**Record excerpts**
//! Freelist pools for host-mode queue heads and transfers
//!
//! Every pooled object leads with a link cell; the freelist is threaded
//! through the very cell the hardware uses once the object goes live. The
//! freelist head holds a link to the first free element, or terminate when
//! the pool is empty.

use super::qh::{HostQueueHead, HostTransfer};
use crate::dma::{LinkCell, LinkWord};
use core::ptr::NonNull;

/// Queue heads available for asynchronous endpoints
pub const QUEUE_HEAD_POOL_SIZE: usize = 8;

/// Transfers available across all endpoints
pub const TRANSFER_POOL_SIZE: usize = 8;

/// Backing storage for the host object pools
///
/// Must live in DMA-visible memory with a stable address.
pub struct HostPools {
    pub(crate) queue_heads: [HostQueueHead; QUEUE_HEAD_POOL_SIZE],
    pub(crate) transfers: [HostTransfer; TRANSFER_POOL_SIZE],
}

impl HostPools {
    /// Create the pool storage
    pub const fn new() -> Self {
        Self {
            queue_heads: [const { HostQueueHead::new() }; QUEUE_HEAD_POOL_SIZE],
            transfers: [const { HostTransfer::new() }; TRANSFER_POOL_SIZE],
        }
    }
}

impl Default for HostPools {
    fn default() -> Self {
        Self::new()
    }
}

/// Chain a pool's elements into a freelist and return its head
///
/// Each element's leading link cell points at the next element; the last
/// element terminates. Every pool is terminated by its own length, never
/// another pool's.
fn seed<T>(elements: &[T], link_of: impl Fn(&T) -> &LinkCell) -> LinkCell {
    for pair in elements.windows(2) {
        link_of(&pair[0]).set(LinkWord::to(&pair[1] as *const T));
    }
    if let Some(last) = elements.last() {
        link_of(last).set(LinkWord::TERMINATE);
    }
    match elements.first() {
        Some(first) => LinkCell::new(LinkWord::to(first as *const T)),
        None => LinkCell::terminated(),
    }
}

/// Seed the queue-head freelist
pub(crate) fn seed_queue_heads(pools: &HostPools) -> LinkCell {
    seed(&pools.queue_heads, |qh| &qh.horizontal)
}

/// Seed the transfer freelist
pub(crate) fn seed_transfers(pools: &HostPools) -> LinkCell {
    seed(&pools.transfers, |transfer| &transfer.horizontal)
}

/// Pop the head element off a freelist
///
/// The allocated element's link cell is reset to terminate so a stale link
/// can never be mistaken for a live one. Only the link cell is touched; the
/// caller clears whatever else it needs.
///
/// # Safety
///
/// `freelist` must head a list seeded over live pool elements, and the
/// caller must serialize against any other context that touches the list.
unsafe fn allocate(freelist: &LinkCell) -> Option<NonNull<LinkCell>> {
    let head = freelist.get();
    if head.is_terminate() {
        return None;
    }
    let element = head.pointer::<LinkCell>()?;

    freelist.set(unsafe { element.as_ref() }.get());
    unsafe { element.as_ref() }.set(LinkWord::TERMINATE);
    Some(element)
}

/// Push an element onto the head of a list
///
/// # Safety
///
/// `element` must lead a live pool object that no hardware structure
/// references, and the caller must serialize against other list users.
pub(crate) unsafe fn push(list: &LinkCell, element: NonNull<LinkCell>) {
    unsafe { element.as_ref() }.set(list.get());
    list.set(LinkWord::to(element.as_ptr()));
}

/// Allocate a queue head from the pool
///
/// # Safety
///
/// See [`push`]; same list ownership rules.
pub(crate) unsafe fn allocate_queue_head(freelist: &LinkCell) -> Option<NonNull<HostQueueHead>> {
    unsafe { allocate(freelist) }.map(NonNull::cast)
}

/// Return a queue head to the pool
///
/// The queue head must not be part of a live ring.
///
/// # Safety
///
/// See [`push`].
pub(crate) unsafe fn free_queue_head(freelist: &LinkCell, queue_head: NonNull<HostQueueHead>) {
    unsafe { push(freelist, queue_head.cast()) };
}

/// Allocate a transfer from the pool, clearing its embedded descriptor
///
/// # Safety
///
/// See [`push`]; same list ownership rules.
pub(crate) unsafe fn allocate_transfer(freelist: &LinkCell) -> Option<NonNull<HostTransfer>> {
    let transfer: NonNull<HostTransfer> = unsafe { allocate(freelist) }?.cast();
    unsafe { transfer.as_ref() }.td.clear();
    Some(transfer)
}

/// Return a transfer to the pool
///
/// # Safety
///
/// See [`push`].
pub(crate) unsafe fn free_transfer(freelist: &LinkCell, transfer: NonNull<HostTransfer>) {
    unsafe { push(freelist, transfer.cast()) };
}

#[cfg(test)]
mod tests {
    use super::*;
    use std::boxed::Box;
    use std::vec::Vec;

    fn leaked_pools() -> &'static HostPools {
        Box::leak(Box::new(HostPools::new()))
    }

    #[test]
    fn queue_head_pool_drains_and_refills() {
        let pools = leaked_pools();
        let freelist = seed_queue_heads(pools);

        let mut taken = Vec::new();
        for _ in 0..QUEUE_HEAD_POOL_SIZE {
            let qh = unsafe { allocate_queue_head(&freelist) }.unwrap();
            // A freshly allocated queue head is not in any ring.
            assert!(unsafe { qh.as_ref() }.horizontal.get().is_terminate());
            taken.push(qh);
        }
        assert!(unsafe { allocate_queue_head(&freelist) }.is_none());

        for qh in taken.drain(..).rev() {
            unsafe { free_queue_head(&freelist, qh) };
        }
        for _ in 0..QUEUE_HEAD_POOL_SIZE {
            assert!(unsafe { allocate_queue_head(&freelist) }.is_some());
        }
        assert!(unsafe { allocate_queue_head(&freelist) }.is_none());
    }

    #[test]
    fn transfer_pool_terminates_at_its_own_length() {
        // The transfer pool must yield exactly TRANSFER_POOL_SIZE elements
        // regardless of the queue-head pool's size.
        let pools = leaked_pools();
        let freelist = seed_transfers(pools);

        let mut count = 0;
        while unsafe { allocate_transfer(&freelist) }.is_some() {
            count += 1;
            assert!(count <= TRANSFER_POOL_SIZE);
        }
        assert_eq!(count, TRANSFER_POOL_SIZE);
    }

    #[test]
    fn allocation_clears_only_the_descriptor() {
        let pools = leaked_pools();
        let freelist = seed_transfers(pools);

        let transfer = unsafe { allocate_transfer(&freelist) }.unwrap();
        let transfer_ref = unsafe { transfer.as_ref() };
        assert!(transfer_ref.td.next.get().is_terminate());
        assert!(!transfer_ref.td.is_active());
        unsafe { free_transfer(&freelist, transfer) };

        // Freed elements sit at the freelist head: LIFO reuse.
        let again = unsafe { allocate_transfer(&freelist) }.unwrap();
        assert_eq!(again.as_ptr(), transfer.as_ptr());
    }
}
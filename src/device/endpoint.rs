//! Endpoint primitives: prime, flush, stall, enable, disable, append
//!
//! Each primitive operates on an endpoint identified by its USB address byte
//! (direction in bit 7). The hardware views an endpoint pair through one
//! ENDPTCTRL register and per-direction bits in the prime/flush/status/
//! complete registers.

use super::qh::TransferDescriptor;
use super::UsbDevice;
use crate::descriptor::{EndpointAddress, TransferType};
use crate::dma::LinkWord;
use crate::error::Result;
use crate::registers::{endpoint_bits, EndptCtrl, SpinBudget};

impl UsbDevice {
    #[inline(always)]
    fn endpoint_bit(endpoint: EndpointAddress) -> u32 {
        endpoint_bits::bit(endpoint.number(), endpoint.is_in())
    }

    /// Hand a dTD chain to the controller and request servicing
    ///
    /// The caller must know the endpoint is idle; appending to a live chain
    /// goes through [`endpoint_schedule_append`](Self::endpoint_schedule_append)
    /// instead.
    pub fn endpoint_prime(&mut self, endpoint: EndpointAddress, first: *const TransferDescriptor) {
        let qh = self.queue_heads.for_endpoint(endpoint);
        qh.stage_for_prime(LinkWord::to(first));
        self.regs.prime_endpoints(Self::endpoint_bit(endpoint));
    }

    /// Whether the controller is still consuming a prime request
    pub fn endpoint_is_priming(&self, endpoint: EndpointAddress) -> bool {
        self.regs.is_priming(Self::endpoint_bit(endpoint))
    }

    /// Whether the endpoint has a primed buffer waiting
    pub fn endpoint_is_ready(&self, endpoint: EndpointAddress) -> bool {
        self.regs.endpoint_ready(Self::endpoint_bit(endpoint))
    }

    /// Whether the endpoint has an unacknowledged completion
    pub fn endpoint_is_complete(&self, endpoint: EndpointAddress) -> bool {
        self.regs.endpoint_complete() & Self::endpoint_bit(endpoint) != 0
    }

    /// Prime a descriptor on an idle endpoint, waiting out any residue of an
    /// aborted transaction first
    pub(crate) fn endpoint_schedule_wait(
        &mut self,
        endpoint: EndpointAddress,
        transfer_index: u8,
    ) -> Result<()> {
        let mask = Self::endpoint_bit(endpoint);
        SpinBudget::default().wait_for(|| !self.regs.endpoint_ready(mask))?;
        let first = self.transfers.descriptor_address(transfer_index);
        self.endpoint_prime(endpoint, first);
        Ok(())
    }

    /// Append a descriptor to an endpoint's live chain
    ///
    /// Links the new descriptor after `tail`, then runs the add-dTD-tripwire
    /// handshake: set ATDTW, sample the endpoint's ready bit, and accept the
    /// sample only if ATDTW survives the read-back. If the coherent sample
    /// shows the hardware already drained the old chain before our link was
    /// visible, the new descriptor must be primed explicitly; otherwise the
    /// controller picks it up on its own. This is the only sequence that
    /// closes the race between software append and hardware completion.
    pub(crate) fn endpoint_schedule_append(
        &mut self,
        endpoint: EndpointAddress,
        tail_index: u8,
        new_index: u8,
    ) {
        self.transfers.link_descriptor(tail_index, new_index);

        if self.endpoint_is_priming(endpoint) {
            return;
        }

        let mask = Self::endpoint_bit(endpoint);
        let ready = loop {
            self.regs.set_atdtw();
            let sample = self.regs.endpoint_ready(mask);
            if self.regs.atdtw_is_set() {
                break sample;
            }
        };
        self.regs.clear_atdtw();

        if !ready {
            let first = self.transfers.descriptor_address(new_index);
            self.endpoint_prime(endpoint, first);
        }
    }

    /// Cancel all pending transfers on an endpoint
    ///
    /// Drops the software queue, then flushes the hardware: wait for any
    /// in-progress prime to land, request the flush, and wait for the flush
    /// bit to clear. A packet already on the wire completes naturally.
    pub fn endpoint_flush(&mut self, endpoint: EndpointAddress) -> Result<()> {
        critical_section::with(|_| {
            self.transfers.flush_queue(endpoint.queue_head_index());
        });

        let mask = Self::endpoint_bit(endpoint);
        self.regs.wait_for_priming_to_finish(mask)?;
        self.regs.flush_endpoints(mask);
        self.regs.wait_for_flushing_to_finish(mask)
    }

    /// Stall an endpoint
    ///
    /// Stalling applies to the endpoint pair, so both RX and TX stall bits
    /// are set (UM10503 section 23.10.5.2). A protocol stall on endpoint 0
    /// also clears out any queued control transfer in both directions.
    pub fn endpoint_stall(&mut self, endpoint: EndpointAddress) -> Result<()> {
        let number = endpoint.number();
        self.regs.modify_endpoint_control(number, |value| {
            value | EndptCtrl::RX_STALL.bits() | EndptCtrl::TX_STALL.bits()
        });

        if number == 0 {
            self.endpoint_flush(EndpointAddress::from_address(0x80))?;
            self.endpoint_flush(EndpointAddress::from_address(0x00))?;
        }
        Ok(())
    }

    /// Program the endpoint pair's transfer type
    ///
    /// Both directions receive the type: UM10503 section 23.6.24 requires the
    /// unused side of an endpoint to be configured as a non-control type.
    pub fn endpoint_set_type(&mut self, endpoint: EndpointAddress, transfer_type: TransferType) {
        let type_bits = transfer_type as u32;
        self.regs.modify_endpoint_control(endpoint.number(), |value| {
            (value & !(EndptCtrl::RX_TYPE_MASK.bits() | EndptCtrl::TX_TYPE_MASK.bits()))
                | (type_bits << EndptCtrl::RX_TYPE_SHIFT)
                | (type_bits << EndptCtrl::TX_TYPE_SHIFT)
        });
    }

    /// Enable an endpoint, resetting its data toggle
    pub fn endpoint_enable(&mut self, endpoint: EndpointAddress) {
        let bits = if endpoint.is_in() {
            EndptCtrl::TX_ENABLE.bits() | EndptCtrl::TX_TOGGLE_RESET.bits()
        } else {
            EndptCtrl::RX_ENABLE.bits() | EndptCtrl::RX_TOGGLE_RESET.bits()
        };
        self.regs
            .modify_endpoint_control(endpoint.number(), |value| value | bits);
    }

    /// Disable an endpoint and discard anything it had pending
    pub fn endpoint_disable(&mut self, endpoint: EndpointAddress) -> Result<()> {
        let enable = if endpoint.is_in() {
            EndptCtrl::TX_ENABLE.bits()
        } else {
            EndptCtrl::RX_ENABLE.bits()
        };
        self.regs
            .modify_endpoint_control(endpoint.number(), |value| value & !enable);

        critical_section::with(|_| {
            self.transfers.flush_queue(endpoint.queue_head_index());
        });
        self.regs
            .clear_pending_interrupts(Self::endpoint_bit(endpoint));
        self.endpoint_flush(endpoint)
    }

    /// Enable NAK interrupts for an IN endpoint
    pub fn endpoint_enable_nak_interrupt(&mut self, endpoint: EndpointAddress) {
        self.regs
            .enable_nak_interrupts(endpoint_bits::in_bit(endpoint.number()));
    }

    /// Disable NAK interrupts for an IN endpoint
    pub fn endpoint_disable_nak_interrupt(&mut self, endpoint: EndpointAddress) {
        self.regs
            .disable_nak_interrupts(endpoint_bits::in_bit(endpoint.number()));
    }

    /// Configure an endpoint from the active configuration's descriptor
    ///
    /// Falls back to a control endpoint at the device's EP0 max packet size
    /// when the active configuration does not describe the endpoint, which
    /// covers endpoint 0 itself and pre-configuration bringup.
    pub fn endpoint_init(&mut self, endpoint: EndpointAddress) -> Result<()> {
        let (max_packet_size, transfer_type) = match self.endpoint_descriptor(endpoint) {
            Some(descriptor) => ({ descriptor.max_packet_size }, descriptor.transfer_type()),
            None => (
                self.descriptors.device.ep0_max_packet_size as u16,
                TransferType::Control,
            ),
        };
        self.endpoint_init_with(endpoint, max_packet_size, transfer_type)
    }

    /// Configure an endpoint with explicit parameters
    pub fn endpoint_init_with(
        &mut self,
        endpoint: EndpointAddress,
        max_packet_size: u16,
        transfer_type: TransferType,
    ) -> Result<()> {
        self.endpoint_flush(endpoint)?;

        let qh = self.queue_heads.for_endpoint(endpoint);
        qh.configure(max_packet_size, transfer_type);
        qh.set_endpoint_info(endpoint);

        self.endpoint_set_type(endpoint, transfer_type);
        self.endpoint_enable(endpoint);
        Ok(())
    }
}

**What this task involves**
From the records above, show each line that contains the word "number".

**Exercise result**
        endpoint_bits::bit(endpoint.number(), endpoint.is_in())
        let number = endpoint.number();
        self.regs.modify_endpoint_control(number, |value| {
        if number == 0 {
        self.regs.modify_endpoint_control(endpoint.number(), |value| {
            .modify_endpoint_control(endpoint.number(), |value| value | bits);
            .modify_endpoint_control(endpoint.number(), |value| value & !enable);
            .enable_nak_interrupts(endpoint_bits::in_bit(endpoint.number()));
            .disable_nak_interrupts(endpoint_bits::in_bit(endpoint.number()));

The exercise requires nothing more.